▶ [Problem requirements]:
An exact transcription of the data below is needed.

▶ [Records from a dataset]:
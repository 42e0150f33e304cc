//! `PostgreSQL` read-model repository.
//!
//! Every projection shares the `read_models` table and is told apart by its
//! projection name. Values are stored as JSONB.

use std::marker::PhantomData;

use async_trait::async_trait;
use cartflow_core::error::DomainError;
use cartflow_core::read_model::ReadModelRepository;
use serde::Serialize;
use serde::de::DeserializeOwned;
use sqlx::PgPool;
use tracing::instrument;
use uuid::Uuid;

use crate::pg_event_repository::db_error;

const SELECT_STATE: &str =
    "SELECT state FROM read_models WHERE projection = $1 AND aggregate_id = $2";

const UPSERT_STATE: &str = r"
INSERT INTO read_models (projection, aggregate_id, state, updated_at)
VALUES ($1, $2, $3, NOW())
ON CONFLICT (projection, aggregate_id)
DO UPDATE SET state = EXCLUDED.state, updated_at = EXCLUDED.updated_at
";

/// Read-model repository for one named projection.
#[derive(Debug)]
pub struct PgReadModelRepository<V> {
    pool: PgPool,
    projection: String,
    _value: PhantomData<fn() -> V>,
}

impl<V> Clone for PgReadModelRepository<V> {
    fn clone(&self) -> Self {
        Self {
            pool: self.pool.clone(),
            projection: self.projection.clone(),
            _value: PhantomData,
        }
    }
}

impl<V> PgReadModelRepository<V> {
    /// Creates a repository storing values under `projection`.
    #[must_use]
    pub fn new(pool: PgPool, projection: impl Into<String>) -> Self {
        Self {
            pool,
            projection: projection.into(),
            _value: PhantomData,
        }
    }

    /// The projection name rows are keyed by.
    #[must_use]
    pub fn projection(&self) -> &str {
        &self.projection
    }
}

#[async_trait]
impl<V> ReadModelRepository<V> for PgReadModelRepository<V>
where
    V: Serialize + DeserializeOwned + Default + Send + Sync + 'static,
{
    #[instrument(skip(self), fields(projection = %self.projection))]
    async fn get(&self, aggregate_id: Uuid) -> Result<V, DomainError> {
        let state: Option<serde_json::Value> = sqlx::query_scalar(SELECT_STATE)
            .bind(&self.projection)
            .bind(aggregate_id)
            .fetch_optional(&self.pool)
            .await
            .map_err(|e| db_error(&e))?;
        match state {
            Some(state) => serde_json::from_value(state).map_err(|e| {
                DomainError::Infrastructure(format!(
                    "corrupt read model {}/{aggregate_id}: {e}",
                    self.projection
                ))
            }),
            None => Ok(V::default()),
        }
    }

    #[instrument(skip(self, value), fields(projection = %self.projection))]
    async fn set(&self, aggregate_id: Uuid, value: V) -> Result<(), DomainError> {
        let state = serde_json::to_value(&value).map_err(|e| {
            DomainError::Infrastructure(format!("read model serialization failed: {e}"))
        })?;
        sqlx::query(UPSERT_STATE)
            .bind(&self.projection)
            .bind(aggregate_id)
            .bind(state)
            .execute(&self.pool)
            .await
            .map_err(|e| db_error(&e))?;
        Ok(())
    }
}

▶ [Answer for this exercise]:
repository 42e0150f33e304cc
//! `PostgreSQL` read-model repository.
//!
//! Every projection shares the `read_models` table and is told apart by its
//! projection name. Values are stored as JSONB.

use std::marker::PhantomData;

use async_trait::async_trait;
use cartflow_core::error::DomainError;
use cartflow_core::read_model::ReadModelRepository;
use serde::Serialize;
use serde::de::DeserializeOwned;
use sqlx::PgPool;
use tracing::instrument;
use uuid::Uuid;

use crate::pg_event_repository::db_error;

const SELECT_STATE: &str =
    "SELECT state FROM read_models WHERE projection = $1 AND aggregate_id = $2";

const UPSERT_STATE: &str = r"
INSERT INTO read_models (projection, aggregate_id, state, updated_at)
VALUES ($1, $2, $3, NOW())
ON CONFLICT (projection, aggregate_id)
DO UPDATE SET state = EXCLUDED.state, updated_at = EXCLUDED.updated_at
";

/// Read-model repository for one named projection.
#[derive(Debug)]
pub struct PgReadModelRepository<V> {
    pool: PgPool,
    projection: String,
    _value: PhantomData<fn() -> V>,
}

impl<V> Clone for PgReadModelRepository<V> {
    fn clone(&self) -> Self {
        Self {
            pool: self.pool.clone(),
            projection: self.projection.clone(),
            _value: PhantomData,
        }
    }
}

impl<V> PgReadModelRepository<V> {
    /// Creates a repository storing values under `projection`.
    #[must_use]
    pub fn new(pool: PgPool, projection: impl Into<String>) -> Self {
        Self {
            pool,
            projection: projection.into(),
            _value: PhantomData,
        }
    }

    /// The projection name rows are keyed by.
    #[must_use]
    pub fn projection(&self) -> &str {
        &self.projection
    }
}

#[async_trait]
impl<V> ReadModelRepository<V> for PgReadModelRepository<V>
where
    V: Serialize + DeserializeOwned + Default + Send + Sync + 'static,
{
    #[instrument(skip(self), fields(projection = %self.projection))]
    async fn get(&self, aggregate_id: Uuid) -> Result<V, DomainError> {
        let state: Option<serde_json::Value> = sqlx::query_scalar(SELECT_STATE)
            .bind(&self.projection)
            .bind(aggregate_id)
            .fetch_optional(&self.pool)
            .await
            .map_err(|e| db_error(&e))?;
        match state {
            Some(state) => serde_json::from_value(state).map_err(|e| {
                DomainError::Infrastructure(format!(
                    "corrupt read model {}/{aggregate_id}: {e}",
                    self.projection
                ))
            }),
            None => Ok(V::default()),
        }
    }

    #[instrument(skip(self, value), fields(projection = %self.projection))]
    async fn set(&self, aggregate_id: Uuid, value: V) -> Result<(), DomainError> {
        let state = serde_json::to_value(&value).map_err(|e| {
            DomainError::Infrastructure(format!("read model serialization failed: {e}"))
        })?;
        sqlx::query(UPSERT_STATE)
            .bind(&self.projection)
            .bind(aggregate_id)
            .bind(state)
            .execute(&self.pool)
            .await
            .map_err(|e| db_error(&e))?;
        Ok(())
    }
}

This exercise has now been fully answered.